Although I may get sick of
hearing about green, energy conservation, greening,
recycling, etc., it not only makes sense for the
environment, but also for the consumer’s wallet so it’s
here to stay again, well at least for a year or two! I’m
going to focus on what’s new again and see Green
Everything! by George Lanthier if this makes sense to you.
To try to accomplish an efficient or ‘green’ home the
best and still biggest bang for the buck is insulation.

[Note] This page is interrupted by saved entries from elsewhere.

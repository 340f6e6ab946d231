use super::{Intake, Policy, PolicyConfig, PolicyContext, PolicyKind, SeenSet, intake};
use crate::blockchain::Block;
use crate::error::PolicyError;

/// Mines on every tick, always on the head, and relays every block it
/// attaches exactly once. Produces many blocks and many forks.
#[derive(Debug)]
pub struct GreedyPolicy {
    ctx: PolicyContext,
    seen: SeenSet,
}

impl GreedyPolicy {
    pub fn new(node_id: &str, config: &PolicyConfig) -> Self {
        Self {
            ctx: PolicyContext::new(node_id, config.log_limit),
            seen: SeenSet::new(config.seen_capacity),
        }
    }
}

impl Policy for GreedyPolicy {
    fn kind(&self) -> PolicyKind {
        PolicyKind::Greedy
    }

    fn context(&self) -> &PolicyContext {
        &self.ctx
    }

    fn context_mut(&mut self) -> &mut PolicyContext {
        &mut self.ctx
    }

    fn should_mine_block(&mut self) -> Result<bool, PolicyError> {
        self.ctx.chain()?;
        Ok(true)
    }

    fn on_block_received(&mut self, block: &Block, sender_id: &str) -> Result<bool, PolicyError> {
        let outcome = intake(&mut self.ctx, &mut self.seen, block, sender_id)?;
        Ok(outcome == Intake::Attached)
    }

    fn choose_parent_block(&mut self) -> Result<String, PolicyError> {
        Ok(self.ctx.chain()?.get_head().hash.clone())
    }
}
use actix_web::{HttpResponse, Responder, get, web};

use super::models::{AppState, ChainResponse, LogsResponse};

/// Main chain of one node, genesis first.
#[get("/nodes/{node_id}/chain/")]
pub async fn get_node_chain(
    state: web::Data<AppState>,
    path: web::Path<(String,)>,
) -> impl Responder {
    let node_id = path.into_inner().0;
    let sim = state.simulation.lock().expect("mutex poisoned");

    let Some(chain) = sim.node(&node_id).and_then(|n| n.chain()) else {
        return HttpResponse::NotFound().body(format!("no chain for node {node_id}"));
    };
    HttpResponse::Ok().json(ChainResponse {
        node_id: &node_id,
        height: chain.height(),
        has_fork: chain.has_fork(),
        tips: chain
            .get_all_tips()
            .into_iter()
            .map(|b| b.hash.as_str())
            .collect(),
        chain: chain.get_main_chain(),
    })
}

/// Journal entries recorded by one node's policy.
#[get("/nodes/{node_id}/logs/")]
pub async fn get_node_logs(
    state: web::Data<AppState>,
    path: web::Path<(String,)>,
) -> impl Responder {
    let node_id = path.into_inner().0;
    let sim = state.simulation.lock().expect("mutex poisoned");

    let Some(node) = sim.node(&node_id) else {
        return HttpResponse::NotFound().body(format!("unknown node {node_id}"));
    };
    let journal = node.policy().context().journal();
    HttpResponse::Ok().json(LogsResponse {
        node_id: &node_id,
        dropped: journal.dropped(),
        entries: journal.entries(),
    })
}
use chrono::Utc;
use serde::Serialize;

/// Longest message kept per entry, in chars.
pub const MAX_MESSAGE_CHARS: usize = 256;

#[derive(Debug, Clone, Serialize)]
pub struct JournalEntry {
    pub tick: u64,
    pub logged_at: i64, // Unix timestamp (UTC)
    pub message: String,
}

/// Size-limited per-node diagnostic log. Recording never influences a
/// policy decision; once `limit` entries are held, further ones are counted
/// and dropped.
#[derive(Debug, Clone)]
pub struct PolicyJournal {
    limit: usize,
    entries: Vec<JournalEntry>,
    dropped: usize,
}

impl PolicyJournal {
    pub fn new(limit: usize) -> Self {
        Self {
            limit,
            entries: Vec::new(),
            dropped: 0,
        }
    }

    pub fn record(&mut self, tick: u64, message: &str) {
        if self.entries.len() >= self.limit {
            self.dropped += 1;
            return;
        }
        self.entries.push(JournalEntry {
            tick,
            logged_at: Utc::now().timestamp(),
            message: message.chars().take(MAX_MESSAGE_CHARS).collect(),
        });
    }

    pub fn entries(&self) -> &[JournalEntry] {
        &self.entries
    }

    pub fn dropped(&self) -> usize {
        self.dropped
    }
}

I’ve tried it all, new equipment, setbacks of every kind,
zoning, you name it, and insulation still works the best!
When sizing a new home
heating appliance, furnace or boiler, or a replacement, the
key is a good heat loss/ gain calculation. When figuring
retrofit equipment make sure to ask lots of questions,
people have tightened their homes, a lot! The best data into
a heat loss program leads to the best heat loss/gain and a
provable number that just may put you ahead of the
competition when competing on price. Then, size your
equipment to no more than 125% of the heat loss obtained and
you are green. It’s a lot better than sizing by the rating
plate or any other stupid nonscientific method because
calculations work and math doesn’t lie. We’ll come back
to this later in steam, but if you want to take a heat
loss/gain course get in touch with us. We have them in our
schedule at http://www.firedragonent. com/FDSchedule.htm and
we talk about steam systems too!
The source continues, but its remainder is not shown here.